### What the task asks:
Each of the lines from the one that contains "assert!(!lock.is_live(now));" to the end of the entries below should be output exactly.

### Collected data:
⟨

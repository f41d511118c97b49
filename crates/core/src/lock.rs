//! Lock record, status machine, and request validation.
//!
//! A lock is a lease: it stays `HELD` only while `now <= last_heartbeat +
//! ttl_seconds`. Past that point it is lapsed regardless of what the stored
//! status says, and whoever observes the lapse first moves it to `EXPIRED`.

use chrono::Duration;
use serde::{Deserialize, Serialize};

use crate::error::CoreError;
use crate::types::{LockId, ResourceId, Timestamp};

// ---------------------------------------------------------------------------
// Limits
// ---------------------------------------------------------------------------

/// TTL applied by the HTTP layer when a request omits `ttl_seconds`.
pub const DEFAULT_TTL_SECS: i64 = 300;

/// Default upper bound on a requested lease.
pub const DEFAULT_MAX_TTL_SECS: u32 = 86_400;

/// Maximum length of an owner id, in bytes.
pub const MAX_OWNER_ID_LEN: usize = 255;

// ---------------------------------------------------------------------------
// Status
// ---------------------------------------------------------------------------

#[derive(Debug, Clone, Copy, PartialEq, Eq, Hash, Serialize, Deserialize)]
#[serde(rename_all = "SCREAMING_SNAKE_CASE")]
pub enum LockStatus {
    Held,
    Released,
    Expired,
}

impl LockStatus {
    pub fn as_str(self) -> &'static str {
        match self {
            Self::Held => "HELD",
            Self::Released => "RELEASED",
            Self::Expired => "EXPIRED",
        }
    }

    /// `RELEASED` and `EXPIRED` are final; a terminal lock is never mutated.
    pub fn is_terminal(self) -> bool {
        !matches!(self, Self::Held)
    }
}

impl std::fmt::Display for LockStatus {
    fn fmt(&self, f: &mut std::fmt::Formatter<'_>) -> std::fmt::Result {
        f.write_str(self.as_str())
    }
}

// ---------------------------------------------------------------------------
// Lock record
// ---------------------------------------------------------------------------

/// An exclusive lease on one resource, as exposed over the API.
#[derive(Debug, Clone, PartialEq, Serialize, Deserialize)]
pub struct Lock {
    pub id: LockId,
    pub resource_id: ResourceId,
    pub owner_id: String,
    pub status: LockStatus,
    pub ttl_seconds: u32,
    pub created_at: Timestamp,
    pub last_heartbeat: Timestamp,
}

impl Lock {
    /// Create a freshly granted lock with a new id.
    pub fn grant(resource_id: ResourceId, owner_id: &str, ttl_seconds: u32, now: Timestamp) -> Self {
        Self {
            id: uuid::Uuid::now_v7(),
            resource_id,
            owner_id: owner_id.to_string(),
            status: LockStatus::Held,
            ttl_seconds,
            created_at: now,
            last_heartbeat: now,
        }
    }

    /// `last_heartbeat + ttl_seconds`.
    pub fn expires_at(&self) -> Timestamp {
        self.last_heartbeat + Duration::seconds(i64::from(self.ttl_seconds))
    }

    /// True once `now` is strictly past the lease end.
    pub fn is_lapsed(&self, now: Timestamp) -> bool {
        now > self.expires_at()
    }

    /// `HELD` and not lapsed.
    pub fn is_live(&self, now: Timestamp) -> bool {
        self.status == LockStatus::Held && !self.is_lapsed(now)
    }

    pub fn is_held_by(&self, owner_id: &str) -> bool {
        self.owner_id == owner_id
    }
}

/// Fractional seconds from `from` to `to`, floored at zero.
pub fn seconds_between(from: Timestamp, to: Timestamp) -> f64 {
    let micros = (to - from).num_microseconds().unwrap_or(i64::MAX);
    (micros.max(0) as f64) / 1_000_000.0
}

// ---------------------------------------------------------------------------
// Validation
// ---------------------------------------------------------------------------

/// Validate a requested TTL and narrow it to `u32`.
///
/// Rules:
/// - Must be strictly positive.
/// - Must not exceed `max_ttl_secs`.
pub fn validate_ttl(ttl_seconds: i64, max_ttl_secs: u32) -> Result<u32, CoreError> {
    if ttl_seconds <= 0 {
        return Err(CoreError::Validation(format!(
            "ttl_seconds must be positive, got {ttl_seconds}"
        )));
    }
    if ttl_seconds > i64::from(max_ttl_secs) {
        return Err(CoreError::Validation(format!(
            "ttl_seconds must not exceed {max_ttl_secs}, got {ttl_seconds}"
        )));
    }
    // Bounded by max_ttl_secs above.
    Ok(ttl_seconds as u32)
}

/// Validate an owner id.
///
/// Owner ids are opaque: a blank id is rejected, but the id is returned
/// exactly as given, so `" alice"` and `"alice"` are different owners.
pub fn validate_owner_id(owner_id: &str) -> Result<&str, CoreError> {
    if owner_id.trim().is_empty() {
        return Err(CoreError::Validation("owner_id must not be empty".into()));
    }
    if owner_id.len() > MAX_OWNER_ID_LEN {
        return Err(CoreError::Validation(format!(
            "owner_id must not exceed {MAX_OWNER_ID_LEN} characters"
        )));
    }
    Ok(owner_id)
}

// ---------------------------------------------------------------------------
// Tests
// ---------------------------------------------------------------------------

#[cfg(test)]
mod tests {
    use super::*;
    use assert_matches::assert_matches;
    use chrono::Utc;

    fn held(ttl: u32) -> (Lock, Timestamp) {
        let now = Utc::now();
        (Lock::grant(uuid::Uuid::new_v4(), "alice", ttl, now), now)
    }

    #[test]
    fn grant_starts_held_with_heartbeat_at_creation() {
        let (lock, now) = held(30);
        assert_eq!(lock.status, LockStatus::Held);
        assert_eq!(lock.created_at, now);
        assert_eq!(lock.last_heartbeat, now);
        assert_eq!(lock.expires_at(), now + Duration::seconds(30));
    }

    #[test]
    fn grants_never_share_ids() {
        let resource = uuid::Uuid::new_v4();
        let now = Utc::now();
        let a = Lock::grant(resource, "alice", 10, now);
        let b = Lock::grant(resource, "alice", 10, now);
        assert_ne!(a.id, b.id);
    }

    #[test]
    fn lapse_is_strictly_after_expiry() {
        let (lock, now) = held(5);
        assert!(!lock.is_lapsed(now + Duration::seconds(5)));
        assert!(lock.is_lapsed(now + Duration::seconds(5) + Duration::microseconds(1)));
    }

    #[test]
    fn terminal_lock_is_never_live() {
        let (mut lock, now) = held(60);
        lock.status = LockStatus::Released;
        assert!(!lock.is_live(now));
    }

    #[test]
    fn status_serializes_as_upper_case() {
        let json = serde_json::to_string(&LockStatus::Expired).unwrap();
        assert_eq!(json, "\"EXPIRED\"");
        assert!(LockStatus::Released.is_terminal());
        assert!(!LockStatus::Held.is_terminal());
    }

    #[test]
    fn lock_serializes_with_iso_timestamps() {
        let (lock, _) = held(5);
        let json = serde_json::to_value(&lock).unwrap();
        assert_eq!(json["status"], "HELD");
        assert_eq!(json["ttl_seconds"], 5);
        let created = json["created_at"].as_str().unwrap();
        assert!(chrono::DateTime::parse_from_rfc3339(created).is_ok());
    }

    #[test]
    fn seconds_between_floors_negative_spans() {
        let now = Utc::now();
        assert_eq!(seconds_between(now, now - Duration::seconds(3)), 0.0);
        assert_eq!(seconds_between(now, now + Duration::milliseconds(1500)), 1.5);
    }

    #[test]
    fn validate_ttl_rejects_non_positive() {
        assert_matches!(validate_ttl(0, 100), Err(CoreError::Validation(_)));
        assert_matches!(validate_ttl(-5, 100), Err(CoreError::Validation(_)));
    }

    #[test]
    fn validate_ttl_rejects_above_max() {
        assert_matches!(validate_ttl(101, 100), Err(CoreError::Validation(_)));
        assert_eq!(validate_ttl(100, 100).unwrap(), 100);
    }

    #[test]
    fn validate_owner_id_keeps_id_verbatim_and_rejects_blank() {
        assert_eq!(validate_owner_id("  bob ").unwrap(), "  bob ");
        assert_matches!(validate_owner_id("   "), Err(CoreError::Validation(_)));
        let long = "x".repeat(MAX_OWNER_ID_LEN + 1);
        assert_matches!(validate_owner_id(&long), Err(CoreError::Validation(_)));
    }
}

⟩

### Result:
        assert!(!lock.is_live(now));
    }

    #[test]
    fn status_serializes_as_upper_case() {
        let json = serde_json::to_string(&LockStatus::Expired).unwrap();
        assert_eq!(json, "\"EXPIRED\"");
        assert!(LockStatus::Released.is_terminal());
        assert!(!LockStatus::Held.is_terminal());
    }

    #[test]
    fn lock_serializes_with_iso_timestamps() {
        let (lock, _) = held(5);
        let json = serde_json::to_value(&lock).unwrap();
        assert_eq!(json["status"], "HELD");
        assert_eq!(json["ttl_seconds"], 5);
        let created = json["created_at"].as_str().unwrap();
        assert!(chrono::DateTime::parse_from_rfc3339(created).is_ok());
    }

    #[test]
    fn seconds_between_floors_negative_spans() {
        let now = Utc::now();
        assert_eq!(seconds_between(now, now - Duration::seconds(3)), 0.0);
        assert_eq!(seconds_between(now, now + Duration::milliseconds(1500)), 1.5);
    }

    #[test]
    fn validate_ttl_rejects_non_positive() {
        assert_matches!(validate_ttl(0, 100), Err(CoreError::Validation(_)));
        assert_matches!(validate_ttl(-5, 100), Err(CoreError::Validation(_)));
    }

    #[test]
    fn validate_ttl_rejects_above_max() {
        assert_matches!(validate_ttl(101, 100), Err(CoreError::Validation(_)));
        assert_eq!(validate_ttl(100, 100).unwrap(), 100);
    }

    #[test]
    fn validate_owner_id_keeps_id_verbatim_and_rejects_blank() {
        assert_eq!(validate_owner_id("  bob ").unwrap(), "  bob ");
        assert_matches!(validate_owner_id("   "), Err(CoreError::Validation(_)));
        let long = "x".repeat(MAX_OWNER_ID_LEN + 1);
        assert_matches!(validate_owner_id(&long), Err(CoreError::Validation(_)));
    }
}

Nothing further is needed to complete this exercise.